Toor in Heidenheim! Kerschbaumer trifft in letzter Sekunde zum 2:1 gegen den HSV. Und wie steht´s in Nürnberg? – 0:6. Und selbst das ist für die Franken noch schmeichelhaft. Damit ist der VfB so gut wie aufgestiegen. Der VfB Stuttgart ist wieder da!

Selbst ältere Semester dürften Schwierigkeiten haben, sich an eine ähnlich überraschende sportliche Wendung in der Geschichte des launischen Clubs aus Cannstatt zu entsinnen. Vor einer Woche war mein Urteil über die Amtszeit von Pellegrino Matarazzo nach der peinlichen Derbyniederlage in Karlsruhe noch vernichtend: „Wenn man das Lineal anlegt und von Januar bis heute eine Gerade zieht, führt diese Linie geradewegs in den Abgrund.“ Tja, die Linie hat am Mittwochabend einen Knick gemacht und ein „V“ geformt. Dass der Strich auf der linken Seite unendlich erscheinende 31 Spieltage misst, der rechts aber nur zwei, müssen sich die Herren in der Mercedesstraße hinter die Löffel schreiben. Wenn ich Hitzlspergers „Wir haben noch einen langen Weg vor uns“ richtig interpretiere, herrscht dort vor allem Erleichterung.

Was geschah zwischen dem 14. und 17. Juni?

Ich weiß nicht, ob man beim VfB schon eine Sonderkommission eingerichtet hat, denn ohne Profiler wird die entscheidende Frage wohl nie beantwortet werden: Wer hat dem VfB Leben eingehaucht? Vor Wochenfrist erlebten wir eine dysfunktionale Truppe in Karlsruhe, drei Tage später eine spielfreudige Einheit gegen Sandhausen und in Nürnberg schließlich einen Auftritt im Stile einer Spitzenmannschaft.  

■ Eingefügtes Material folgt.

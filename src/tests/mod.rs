mod router_tests;
pub mod utils;
pub mod account;
pub mod comparison;
pub mod facets;
pub mod filter;
pub mod financing;
pub mod format;
pub mod leads;
pub mod listing;
pub mod pagination;
pub mod sort;
pub mod validation;

pub use account::{AuthResponse, LoginRequest, RegisterRequest, User};
pub use comparison::{ComparisonSet, ComparisonTable};
pub use facets::Facets;
pub use filter::{apply_filters, FilterInputs, FilterState};
pub use financing::{estimate_financing, FinancingEstimate};
pub use leads::{ContactRequest, QuoteRecord, QuoteRequest, TestDriveRequest};
pub use listing::Listing;
pub use pagination::{page_count, page_slice, page_window, PageWindow, PAGE_SIZE};
pub use sort::{sort_listings, SortCriterion};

War es Badstubers emotionaler Ausbruch nebst Verbannung auf die Bank, der den Umschwung brachte? Was hat das Trainerteam in der Ansprache verändert? Was hat es mit dem neuen „Mindset“ auf sich, das man der Mannschaft vermittelt habe? Oder wirkte die taktische Umstellung zurück auf die Dreierkette Wunder? Matarazzo kündigte auf der Pressekonferenz an, dass er nach der Saison seine Überlegungen dazu näher erläutern könne, falls Interesse bestünde. Si, Signore, ich bitte darum.

Wie von allein

Schon seit Monaten schwärmt man uns vor, welches Potenzial in dieser Mannschaft schlummere. Jetzt haben wir es endlich mit eigenen Augen gesehen. Endlich war der Klassenunterschied zu erkennen, den wir uns schon die ganze Saison erhofft hatten. So blöd es klingt: Sandhausen und Nürnberg sind mit den Ergebnissen noch gut bedient.

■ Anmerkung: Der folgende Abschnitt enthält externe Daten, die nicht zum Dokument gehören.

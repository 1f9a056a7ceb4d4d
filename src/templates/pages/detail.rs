use crate::domain::format::format_mileage;
use crate::domain::{FinancingEstimate, Listing};
use crate::templates::{
    components::{financing_summary, price_block},
    desktop_layout,
};
use maud::{html, Markup};

fn attribute_row(label: &str, value: Option<&str>) -> Markup {
    html! {
        div class="especificacion" {
            span class="etiqueta" { (label) }
            span class="valor" { (value.filter(|v| !v.is_empty()).unwrap_or("N/A")) }
        }
    }
}

pub fn detail_page(listing: &Listing, estimate: &FinancingEstimate) -> Markup {
    let title = format!("{} {}", listing.display_name(), listing.year);
    let doors = listing.doors.map(|d| d.to_string());
    let mileage = format_mileage(listing.mileage);

    desktop_layout(
        &title,
        html! {
            article class="detalle-vehiculo" data-id=(listing.id) {
                div class="detalle-galeria" {
                    @if listing.images.is_empty() {
                        img src=(listing.primary_image()) alt=(title);
                    } @else {
                        @for (i, src) in listing.images.iter().enumerate() {
                            img src=(src) alt={ (title) " " (i + 1) } loading="lazy";
                        }
                    }
                }

                div class="detalle-info" {
                    div class="detalle-header" {
                        h1 { (title) }
                        span class="detalle-version" { (listing.trim.as_deref().unwrap_or("")) }
                    }
                    (price_block(listing))

                    section class="detalle-especificaciones" {
                        h3 { "Especificaciones" }
                        div class="especificaciones-grid" {
                            (attribute_row("Motor", listing.engine.as_deref()))
                            (attribute_row("Transmisión", listing.transmission.as_deref()))
                            (attribute_row("Kilometraje", Some(&mileage)))
                            (attribute_row("Combustible", listing.fuel.as_deref()))
                            (attribute_row("Potencia", listing.power.as_deref()))
                            (attribute_row("Color", listing.color.as_deref()))
                            (attribute_row("Puertas", doors.as_deref()))
                        }
                    }

                    @if !listing.features.is_empty() {
                        section class="detalle-caracteristicas" {
                            h3 { "Características" }
                            ul class="lista-caracteristicas" {
                                @for f in &listing.features {
                                    li { (f) }
                                }
                            }
                        }
                    }

                    @if !listing.description.is_empty() {
                        section class="detalle-descripcion" {
                            h3 { "Descripción" }
                            p { (listing.description) }
                        }
                    }

                    (financing_summary(&format!("/autos/{}", listing.id), estimate))

                    div class="detalle-acciones" {
                        a class="btn btn-outline" href={ "/comparar?ids=" (listing.id) } { "Comparar" }
                        a class="btn btn-secundario" href="/" { "Volver al catálogo" }
                    }
                }
            }
        },
    )
}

Plötzlich spürt man diesen Spirit auf dem Platz, den jede Mannschaft braucht, um erfolgreich zu sein. Sinnbildlich dafür steht Gregor Kobel, der vor dem Anpfiff gegen Sandhausen seine Jungs heiß machte. Gradlinig vorgetragene Angriffe, die eiskalt abgeschlossen werden, haben wir so lange vermisst. Gefährliche Standards kannten wir bisher nur von den Gegnern, genauso wie frühe Führungen.   

Während der letzten beiden Spiele musste ich an meinen Sohn denken, als er Fahrrad fahren lernte. Erst unsicher und zögerlich, aber nachdem er einmal das Gleichgewicht gefunden hatte, brauste er auf einmal mit einer Selbstverständlichkeit und Begeisterung über den Feldweg, als sei er auf dem Sattel geboren. Kleiner Unterschied zum VfB: Er hat dazu keine 31 Spieltage gebraucht.

Die Geschichte dieser Zweitligasaison wirkt so konstruiert, dass man jeden Drehbuchautor dafür auslachen würde. Nach der demütigenden Pleite beim Erzrivalen aus Baden gibt keiner mehr einen Pfifferling auf die Truppe, als sie sich plötzlich am eigenen Schopf aus dem Sumpf zieht. 11:1 Tore in zwei Partien. Aus Buhmännern werden Strahlemänner. Ata, der Libero. Nico, der Torjäger. Zwei vermeintliche Fehleinkäufe avancieren zu Matchwinnern.

Lehren aus der Saison

Die Verantwortlichen beim VfB werden neben ungläubiger Freude auch Genugtuung verspüren, dass die Kritiker erst einmal widerlegt wurden. Eine Frage drängt sich allerdings trotzdem auf: Warum erst jetzt?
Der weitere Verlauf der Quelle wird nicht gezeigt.